- Work required: Below are the records; how many of their lines contain "spthy"? Reply only with that figure.

[Stored data entries]
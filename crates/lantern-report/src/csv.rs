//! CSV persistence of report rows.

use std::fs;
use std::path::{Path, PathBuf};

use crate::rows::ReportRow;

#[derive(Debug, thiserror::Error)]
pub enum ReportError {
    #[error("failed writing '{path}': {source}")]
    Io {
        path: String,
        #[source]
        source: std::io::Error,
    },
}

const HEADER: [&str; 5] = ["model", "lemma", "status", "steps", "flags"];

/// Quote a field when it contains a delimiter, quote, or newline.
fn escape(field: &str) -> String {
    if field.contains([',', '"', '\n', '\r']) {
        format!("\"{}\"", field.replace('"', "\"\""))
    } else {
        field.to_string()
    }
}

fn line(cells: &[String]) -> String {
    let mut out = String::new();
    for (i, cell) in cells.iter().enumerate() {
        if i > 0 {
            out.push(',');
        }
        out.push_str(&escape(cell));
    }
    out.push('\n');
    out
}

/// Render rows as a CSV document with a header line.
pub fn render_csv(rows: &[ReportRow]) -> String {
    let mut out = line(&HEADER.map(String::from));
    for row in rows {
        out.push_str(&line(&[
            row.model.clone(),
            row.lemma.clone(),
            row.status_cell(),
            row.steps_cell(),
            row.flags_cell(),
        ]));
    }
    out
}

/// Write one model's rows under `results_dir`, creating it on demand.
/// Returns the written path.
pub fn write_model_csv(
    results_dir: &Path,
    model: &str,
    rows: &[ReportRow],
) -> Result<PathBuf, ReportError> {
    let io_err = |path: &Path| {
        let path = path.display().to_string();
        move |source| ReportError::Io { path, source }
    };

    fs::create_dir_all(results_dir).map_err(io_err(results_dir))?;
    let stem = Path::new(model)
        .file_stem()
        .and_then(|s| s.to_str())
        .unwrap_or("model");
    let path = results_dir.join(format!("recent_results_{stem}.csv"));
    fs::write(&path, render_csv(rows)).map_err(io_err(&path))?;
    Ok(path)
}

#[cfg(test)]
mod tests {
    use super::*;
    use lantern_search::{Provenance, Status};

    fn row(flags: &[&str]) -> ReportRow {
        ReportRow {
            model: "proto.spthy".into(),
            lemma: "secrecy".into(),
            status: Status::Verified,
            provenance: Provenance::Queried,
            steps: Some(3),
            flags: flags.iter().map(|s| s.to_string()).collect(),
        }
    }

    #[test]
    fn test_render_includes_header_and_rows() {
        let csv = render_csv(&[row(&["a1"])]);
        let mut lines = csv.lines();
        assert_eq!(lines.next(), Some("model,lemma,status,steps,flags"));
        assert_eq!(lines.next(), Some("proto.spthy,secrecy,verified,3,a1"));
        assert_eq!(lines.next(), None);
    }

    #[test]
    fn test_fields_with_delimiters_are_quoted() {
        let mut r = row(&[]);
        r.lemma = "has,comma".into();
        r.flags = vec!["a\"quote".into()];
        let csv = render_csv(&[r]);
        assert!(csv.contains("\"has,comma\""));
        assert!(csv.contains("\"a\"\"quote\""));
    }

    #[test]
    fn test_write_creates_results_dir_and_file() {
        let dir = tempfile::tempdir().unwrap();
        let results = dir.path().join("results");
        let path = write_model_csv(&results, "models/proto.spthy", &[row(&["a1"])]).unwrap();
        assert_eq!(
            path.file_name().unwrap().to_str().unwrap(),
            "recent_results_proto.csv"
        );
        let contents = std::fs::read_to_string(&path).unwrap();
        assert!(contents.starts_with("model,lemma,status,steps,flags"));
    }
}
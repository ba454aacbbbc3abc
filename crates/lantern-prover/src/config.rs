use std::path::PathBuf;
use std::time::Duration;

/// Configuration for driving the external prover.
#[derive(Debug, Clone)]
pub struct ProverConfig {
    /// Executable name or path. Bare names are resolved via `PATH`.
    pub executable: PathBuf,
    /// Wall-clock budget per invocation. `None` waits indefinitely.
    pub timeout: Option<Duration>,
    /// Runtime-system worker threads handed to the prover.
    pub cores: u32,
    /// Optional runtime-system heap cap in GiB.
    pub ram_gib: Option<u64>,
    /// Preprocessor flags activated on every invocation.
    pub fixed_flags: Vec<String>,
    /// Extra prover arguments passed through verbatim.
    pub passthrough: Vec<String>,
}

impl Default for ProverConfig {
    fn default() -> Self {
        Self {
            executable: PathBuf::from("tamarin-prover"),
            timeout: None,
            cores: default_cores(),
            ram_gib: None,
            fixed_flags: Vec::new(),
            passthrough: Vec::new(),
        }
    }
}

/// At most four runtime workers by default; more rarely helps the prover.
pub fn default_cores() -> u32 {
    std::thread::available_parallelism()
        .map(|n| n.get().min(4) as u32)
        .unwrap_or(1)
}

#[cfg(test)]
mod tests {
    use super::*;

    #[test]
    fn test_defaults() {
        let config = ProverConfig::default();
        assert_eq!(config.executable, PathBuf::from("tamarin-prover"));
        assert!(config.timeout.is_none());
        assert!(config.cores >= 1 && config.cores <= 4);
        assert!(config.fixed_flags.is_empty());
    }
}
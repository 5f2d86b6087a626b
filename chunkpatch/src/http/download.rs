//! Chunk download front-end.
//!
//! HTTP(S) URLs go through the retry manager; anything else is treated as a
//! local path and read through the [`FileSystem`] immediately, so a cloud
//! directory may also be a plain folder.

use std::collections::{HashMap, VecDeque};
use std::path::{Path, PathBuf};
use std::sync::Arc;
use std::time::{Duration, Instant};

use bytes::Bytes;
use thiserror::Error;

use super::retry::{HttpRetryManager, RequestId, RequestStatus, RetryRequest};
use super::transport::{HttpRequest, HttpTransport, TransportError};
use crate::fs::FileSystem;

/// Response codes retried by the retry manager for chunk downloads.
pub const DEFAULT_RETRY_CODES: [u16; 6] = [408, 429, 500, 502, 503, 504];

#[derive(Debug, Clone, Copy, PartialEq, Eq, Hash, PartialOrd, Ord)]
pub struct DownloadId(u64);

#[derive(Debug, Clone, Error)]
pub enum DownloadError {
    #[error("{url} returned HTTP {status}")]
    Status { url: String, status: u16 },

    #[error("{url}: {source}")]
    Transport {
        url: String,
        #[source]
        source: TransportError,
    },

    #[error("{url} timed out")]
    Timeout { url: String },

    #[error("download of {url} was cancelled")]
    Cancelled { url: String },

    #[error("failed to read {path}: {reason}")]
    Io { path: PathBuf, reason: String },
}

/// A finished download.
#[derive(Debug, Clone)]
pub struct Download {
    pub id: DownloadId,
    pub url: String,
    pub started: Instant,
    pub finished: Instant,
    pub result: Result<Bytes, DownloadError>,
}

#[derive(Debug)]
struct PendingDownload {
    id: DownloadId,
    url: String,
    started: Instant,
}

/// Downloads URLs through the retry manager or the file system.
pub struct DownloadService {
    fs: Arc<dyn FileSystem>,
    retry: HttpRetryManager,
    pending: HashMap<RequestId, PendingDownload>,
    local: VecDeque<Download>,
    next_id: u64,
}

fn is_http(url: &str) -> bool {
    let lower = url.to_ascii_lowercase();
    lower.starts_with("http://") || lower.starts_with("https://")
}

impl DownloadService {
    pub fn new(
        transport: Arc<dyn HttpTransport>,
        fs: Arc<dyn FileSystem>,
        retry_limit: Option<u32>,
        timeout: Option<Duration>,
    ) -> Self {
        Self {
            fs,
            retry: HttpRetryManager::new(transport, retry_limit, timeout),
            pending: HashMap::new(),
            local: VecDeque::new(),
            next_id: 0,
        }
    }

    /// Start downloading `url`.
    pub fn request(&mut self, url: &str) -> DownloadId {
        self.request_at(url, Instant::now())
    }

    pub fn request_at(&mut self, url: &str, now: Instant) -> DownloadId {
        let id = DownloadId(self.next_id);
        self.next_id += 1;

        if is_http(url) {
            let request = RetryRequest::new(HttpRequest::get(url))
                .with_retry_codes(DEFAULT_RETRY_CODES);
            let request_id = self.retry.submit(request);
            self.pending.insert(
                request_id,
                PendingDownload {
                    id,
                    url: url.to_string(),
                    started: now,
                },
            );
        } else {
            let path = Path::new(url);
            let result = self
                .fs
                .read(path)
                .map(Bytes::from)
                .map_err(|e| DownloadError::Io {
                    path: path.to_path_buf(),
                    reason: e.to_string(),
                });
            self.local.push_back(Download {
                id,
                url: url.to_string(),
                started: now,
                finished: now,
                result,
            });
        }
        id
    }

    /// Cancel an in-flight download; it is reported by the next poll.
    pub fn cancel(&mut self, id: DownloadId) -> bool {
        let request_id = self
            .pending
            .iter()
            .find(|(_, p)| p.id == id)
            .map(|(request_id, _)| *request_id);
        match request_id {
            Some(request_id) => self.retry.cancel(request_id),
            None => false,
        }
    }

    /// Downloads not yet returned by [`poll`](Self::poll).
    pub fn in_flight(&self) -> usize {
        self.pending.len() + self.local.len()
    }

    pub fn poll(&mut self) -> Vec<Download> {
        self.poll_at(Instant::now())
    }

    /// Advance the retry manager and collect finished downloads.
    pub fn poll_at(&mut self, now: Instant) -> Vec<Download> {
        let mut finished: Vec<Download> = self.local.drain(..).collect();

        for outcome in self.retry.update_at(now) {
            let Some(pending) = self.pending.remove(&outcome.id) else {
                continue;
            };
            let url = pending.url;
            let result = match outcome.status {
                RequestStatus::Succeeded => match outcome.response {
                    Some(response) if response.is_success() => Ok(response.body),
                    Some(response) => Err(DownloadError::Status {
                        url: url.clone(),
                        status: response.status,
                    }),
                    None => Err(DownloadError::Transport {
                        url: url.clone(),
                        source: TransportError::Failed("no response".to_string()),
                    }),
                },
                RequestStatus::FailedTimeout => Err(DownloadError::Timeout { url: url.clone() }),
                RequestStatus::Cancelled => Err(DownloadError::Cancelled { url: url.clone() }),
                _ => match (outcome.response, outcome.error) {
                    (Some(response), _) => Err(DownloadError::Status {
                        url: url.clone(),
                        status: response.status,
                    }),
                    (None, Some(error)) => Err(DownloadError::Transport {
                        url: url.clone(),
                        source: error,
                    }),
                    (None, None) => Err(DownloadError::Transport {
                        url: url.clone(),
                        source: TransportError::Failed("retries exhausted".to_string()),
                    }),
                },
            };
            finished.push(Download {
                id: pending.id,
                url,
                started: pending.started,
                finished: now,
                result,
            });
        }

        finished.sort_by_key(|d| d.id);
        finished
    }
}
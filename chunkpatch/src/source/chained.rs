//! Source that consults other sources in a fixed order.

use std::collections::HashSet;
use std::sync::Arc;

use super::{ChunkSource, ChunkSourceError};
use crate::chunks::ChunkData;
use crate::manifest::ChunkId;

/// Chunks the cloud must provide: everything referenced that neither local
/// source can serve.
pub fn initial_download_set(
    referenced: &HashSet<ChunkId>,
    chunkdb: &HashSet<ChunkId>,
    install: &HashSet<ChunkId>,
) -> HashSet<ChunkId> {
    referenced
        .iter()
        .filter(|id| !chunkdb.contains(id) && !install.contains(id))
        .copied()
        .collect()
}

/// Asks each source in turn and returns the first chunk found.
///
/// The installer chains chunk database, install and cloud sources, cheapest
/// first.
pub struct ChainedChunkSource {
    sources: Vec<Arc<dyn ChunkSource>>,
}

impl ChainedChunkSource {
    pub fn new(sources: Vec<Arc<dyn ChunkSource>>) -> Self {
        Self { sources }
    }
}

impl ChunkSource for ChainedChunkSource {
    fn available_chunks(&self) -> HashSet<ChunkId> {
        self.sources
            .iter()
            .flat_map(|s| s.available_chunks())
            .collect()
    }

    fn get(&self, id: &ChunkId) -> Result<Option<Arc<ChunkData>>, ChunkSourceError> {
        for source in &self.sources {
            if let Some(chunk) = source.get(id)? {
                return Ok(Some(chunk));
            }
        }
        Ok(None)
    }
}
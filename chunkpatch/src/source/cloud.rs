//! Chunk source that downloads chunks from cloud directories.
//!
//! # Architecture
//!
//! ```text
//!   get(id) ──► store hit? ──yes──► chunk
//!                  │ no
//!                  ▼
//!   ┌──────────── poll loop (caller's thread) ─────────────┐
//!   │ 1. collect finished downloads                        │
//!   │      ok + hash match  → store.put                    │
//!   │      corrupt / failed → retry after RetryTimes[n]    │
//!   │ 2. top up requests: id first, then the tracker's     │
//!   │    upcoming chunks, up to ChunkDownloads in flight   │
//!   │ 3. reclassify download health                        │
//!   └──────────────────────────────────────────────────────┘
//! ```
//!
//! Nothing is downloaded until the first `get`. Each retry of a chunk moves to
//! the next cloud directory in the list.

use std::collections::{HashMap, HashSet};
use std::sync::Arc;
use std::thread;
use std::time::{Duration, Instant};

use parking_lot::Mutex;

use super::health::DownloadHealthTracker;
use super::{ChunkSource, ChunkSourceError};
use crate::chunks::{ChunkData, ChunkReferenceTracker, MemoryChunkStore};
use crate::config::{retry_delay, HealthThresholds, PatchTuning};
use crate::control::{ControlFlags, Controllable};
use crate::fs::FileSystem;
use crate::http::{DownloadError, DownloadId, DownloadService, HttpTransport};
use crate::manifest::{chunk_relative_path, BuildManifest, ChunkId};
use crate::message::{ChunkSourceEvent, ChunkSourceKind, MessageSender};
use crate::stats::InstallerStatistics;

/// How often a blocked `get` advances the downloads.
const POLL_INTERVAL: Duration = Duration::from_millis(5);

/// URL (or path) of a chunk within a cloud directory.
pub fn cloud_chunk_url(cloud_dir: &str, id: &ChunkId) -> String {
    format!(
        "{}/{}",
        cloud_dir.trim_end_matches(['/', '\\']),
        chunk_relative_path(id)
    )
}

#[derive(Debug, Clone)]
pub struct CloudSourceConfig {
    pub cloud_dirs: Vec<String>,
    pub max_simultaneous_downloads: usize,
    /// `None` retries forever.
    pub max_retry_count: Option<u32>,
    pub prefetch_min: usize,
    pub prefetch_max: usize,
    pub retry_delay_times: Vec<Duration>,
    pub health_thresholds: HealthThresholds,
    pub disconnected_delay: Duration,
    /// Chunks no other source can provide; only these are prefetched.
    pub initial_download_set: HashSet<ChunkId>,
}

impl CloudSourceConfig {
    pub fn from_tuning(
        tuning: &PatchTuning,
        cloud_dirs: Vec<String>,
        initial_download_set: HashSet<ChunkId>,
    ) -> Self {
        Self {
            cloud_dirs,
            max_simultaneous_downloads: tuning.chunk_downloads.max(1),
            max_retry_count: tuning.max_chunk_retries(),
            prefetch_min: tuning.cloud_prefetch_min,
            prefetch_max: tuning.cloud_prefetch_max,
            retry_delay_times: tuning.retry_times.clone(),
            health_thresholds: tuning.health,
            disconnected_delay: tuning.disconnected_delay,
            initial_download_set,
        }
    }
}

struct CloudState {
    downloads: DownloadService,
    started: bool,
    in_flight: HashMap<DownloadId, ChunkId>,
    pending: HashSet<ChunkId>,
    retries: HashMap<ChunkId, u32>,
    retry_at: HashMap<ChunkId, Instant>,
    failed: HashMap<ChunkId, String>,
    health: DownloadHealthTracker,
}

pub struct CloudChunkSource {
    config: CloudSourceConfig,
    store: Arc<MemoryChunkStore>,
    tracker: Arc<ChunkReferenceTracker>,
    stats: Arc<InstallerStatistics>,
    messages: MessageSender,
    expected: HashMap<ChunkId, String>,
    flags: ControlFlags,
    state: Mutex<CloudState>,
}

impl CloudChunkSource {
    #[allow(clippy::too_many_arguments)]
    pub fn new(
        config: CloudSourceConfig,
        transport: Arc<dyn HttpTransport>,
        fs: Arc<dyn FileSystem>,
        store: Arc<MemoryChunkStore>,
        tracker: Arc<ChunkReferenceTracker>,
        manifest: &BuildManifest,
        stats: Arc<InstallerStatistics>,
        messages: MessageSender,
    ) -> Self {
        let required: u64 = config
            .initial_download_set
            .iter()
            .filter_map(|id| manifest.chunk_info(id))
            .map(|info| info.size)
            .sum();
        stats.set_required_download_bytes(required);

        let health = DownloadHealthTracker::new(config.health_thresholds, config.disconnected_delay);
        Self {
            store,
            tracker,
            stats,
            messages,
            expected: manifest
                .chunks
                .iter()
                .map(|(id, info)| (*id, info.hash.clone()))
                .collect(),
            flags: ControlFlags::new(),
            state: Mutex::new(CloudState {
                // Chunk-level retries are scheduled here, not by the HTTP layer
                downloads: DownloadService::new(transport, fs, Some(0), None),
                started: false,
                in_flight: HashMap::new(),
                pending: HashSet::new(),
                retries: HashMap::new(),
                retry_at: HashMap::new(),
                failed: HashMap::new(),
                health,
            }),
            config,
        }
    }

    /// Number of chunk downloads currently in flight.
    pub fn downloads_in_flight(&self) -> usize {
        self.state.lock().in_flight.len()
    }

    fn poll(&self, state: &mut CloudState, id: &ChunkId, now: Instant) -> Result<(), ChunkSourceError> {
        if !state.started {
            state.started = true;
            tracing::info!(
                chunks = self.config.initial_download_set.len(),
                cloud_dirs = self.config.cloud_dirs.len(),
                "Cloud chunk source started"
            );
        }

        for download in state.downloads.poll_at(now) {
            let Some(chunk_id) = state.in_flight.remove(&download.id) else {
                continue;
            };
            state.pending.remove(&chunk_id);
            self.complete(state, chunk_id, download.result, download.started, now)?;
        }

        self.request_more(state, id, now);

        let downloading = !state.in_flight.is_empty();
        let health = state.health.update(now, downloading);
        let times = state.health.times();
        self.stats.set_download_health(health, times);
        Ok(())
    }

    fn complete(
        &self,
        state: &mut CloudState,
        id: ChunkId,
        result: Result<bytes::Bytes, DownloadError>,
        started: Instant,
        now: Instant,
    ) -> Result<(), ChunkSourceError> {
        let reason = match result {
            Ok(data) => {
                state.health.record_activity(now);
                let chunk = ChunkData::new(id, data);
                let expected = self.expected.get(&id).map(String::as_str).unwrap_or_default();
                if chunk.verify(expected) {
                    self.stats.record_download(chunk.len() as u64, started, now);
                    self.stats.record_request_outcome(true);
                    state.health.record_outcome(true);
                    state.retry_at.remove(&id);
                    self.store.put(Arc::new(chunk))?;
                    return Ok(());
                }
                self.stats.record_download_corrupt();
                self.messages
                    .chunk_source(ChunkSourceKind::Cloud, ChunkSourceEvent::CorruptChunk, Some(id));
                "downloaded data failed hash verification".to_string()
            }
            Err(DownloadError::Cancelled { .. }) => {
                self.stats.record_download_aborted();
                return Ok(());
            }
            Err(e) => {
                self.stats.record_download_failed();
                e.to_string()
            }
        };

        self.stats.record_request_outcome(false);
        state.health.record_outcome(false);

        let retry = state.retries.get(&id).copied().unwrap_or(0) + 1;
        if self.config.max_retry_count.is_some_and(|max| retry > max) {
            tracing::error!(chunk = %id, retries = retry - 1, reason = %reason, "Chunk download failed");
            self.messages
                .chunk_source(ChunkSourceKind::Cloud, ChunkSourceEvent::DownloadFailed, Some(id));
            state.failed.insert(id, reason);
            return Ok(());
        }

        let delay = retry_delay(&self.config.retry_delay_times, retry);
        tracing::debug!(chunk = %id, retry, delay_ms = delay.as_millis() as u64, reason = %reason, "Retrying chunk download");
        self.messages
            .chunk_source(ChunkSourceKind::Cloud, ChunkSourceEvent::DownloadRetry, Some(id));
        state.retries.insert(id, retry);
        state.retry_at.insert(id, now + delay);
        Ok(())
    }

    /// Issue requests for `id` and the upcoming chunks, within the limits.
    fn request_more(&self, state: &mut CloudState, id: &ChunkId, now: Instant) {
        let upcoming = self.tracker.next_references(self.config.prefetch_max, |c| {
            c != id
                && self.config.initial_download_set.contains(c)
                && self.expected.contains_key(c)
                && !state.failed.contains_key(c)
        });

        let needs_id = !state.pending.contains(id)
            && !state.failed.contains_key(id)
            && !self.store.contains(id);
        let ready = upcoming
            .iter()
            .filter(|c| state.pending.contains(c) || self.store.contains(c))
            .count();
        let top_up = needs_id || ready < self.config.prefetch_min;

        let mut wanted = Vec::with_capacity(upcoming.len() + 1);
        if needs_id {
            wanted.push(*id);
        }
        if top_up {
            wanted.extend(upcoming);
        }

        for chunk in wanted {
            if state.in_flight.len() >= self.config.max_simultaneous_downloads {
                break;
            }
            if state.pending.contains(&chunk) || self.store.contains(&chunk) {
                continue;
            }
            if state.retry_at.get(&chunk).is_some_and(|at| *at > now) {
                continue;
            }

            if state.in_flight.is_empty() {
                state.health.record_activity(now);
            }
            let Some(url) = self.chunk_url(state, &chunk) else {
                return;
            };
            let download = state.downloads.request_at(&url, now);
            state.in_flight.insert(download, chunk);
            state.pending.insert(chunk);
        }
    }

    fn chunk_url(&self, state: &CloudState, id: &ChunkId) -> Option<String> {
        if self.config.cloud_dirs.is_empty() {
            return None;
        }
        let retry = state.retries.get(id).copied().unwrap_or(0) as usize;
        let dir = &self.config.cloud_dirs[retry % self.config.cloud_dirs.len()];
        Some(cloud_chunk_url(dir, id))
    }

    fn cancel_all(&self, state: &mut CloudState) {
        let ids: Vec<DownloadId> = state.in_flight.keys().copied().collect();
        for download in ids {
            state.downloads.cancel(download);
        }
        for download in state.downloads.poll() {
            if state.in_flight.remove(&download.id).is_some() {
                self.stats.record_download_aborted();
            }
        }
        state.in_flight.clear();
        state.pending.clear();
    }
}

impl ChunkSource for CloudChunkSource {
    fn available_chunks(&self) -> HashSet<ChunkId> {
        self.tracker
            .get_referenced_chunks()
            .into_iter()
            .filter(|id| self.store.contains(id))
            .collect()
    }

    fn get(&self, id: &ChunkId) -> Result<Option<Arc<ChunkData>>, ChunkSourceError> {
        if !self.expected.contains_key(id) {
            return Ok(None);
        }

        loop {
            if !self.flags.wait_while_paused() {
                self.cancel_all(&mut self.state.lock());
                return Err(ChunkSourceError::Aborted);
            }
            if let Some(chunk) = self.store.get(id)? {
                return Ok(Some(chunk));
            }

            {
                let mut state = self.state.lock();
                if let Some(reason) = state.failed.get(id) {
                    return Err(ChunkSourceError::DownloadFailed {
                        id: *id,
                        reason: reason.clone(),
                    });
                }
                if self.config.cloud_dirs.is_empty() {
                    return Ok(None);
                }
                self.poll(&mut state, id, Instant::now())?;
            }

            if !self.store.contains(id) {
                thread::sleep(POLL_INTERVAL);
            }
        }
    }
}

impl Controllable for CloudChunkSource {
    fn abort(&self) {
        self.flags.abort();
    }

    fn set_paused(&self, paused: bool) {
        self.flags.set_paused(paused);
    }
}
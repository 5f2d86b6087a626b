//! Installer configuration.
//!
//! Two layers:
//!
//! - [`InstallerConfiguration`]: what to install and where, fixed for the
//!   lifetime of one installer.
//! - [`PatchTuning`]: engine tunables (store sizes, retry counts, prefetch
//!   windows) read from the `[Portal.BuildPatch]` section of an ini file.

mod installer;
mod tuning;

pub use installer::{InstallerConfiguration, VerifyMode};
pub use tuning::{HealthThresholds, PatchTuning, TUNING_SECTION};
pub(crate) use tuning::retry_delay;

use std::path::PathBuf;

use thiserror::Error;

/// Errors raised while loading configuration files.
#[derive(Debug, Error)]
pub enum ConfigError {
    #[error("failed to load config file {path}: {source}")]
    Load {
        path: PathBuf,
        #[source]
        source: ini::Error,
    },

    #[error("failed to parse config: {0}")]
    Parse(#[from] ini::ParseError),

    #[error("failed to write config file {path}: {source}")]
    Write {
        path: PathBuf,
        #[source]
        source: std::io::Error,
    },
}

- Exercise response: 3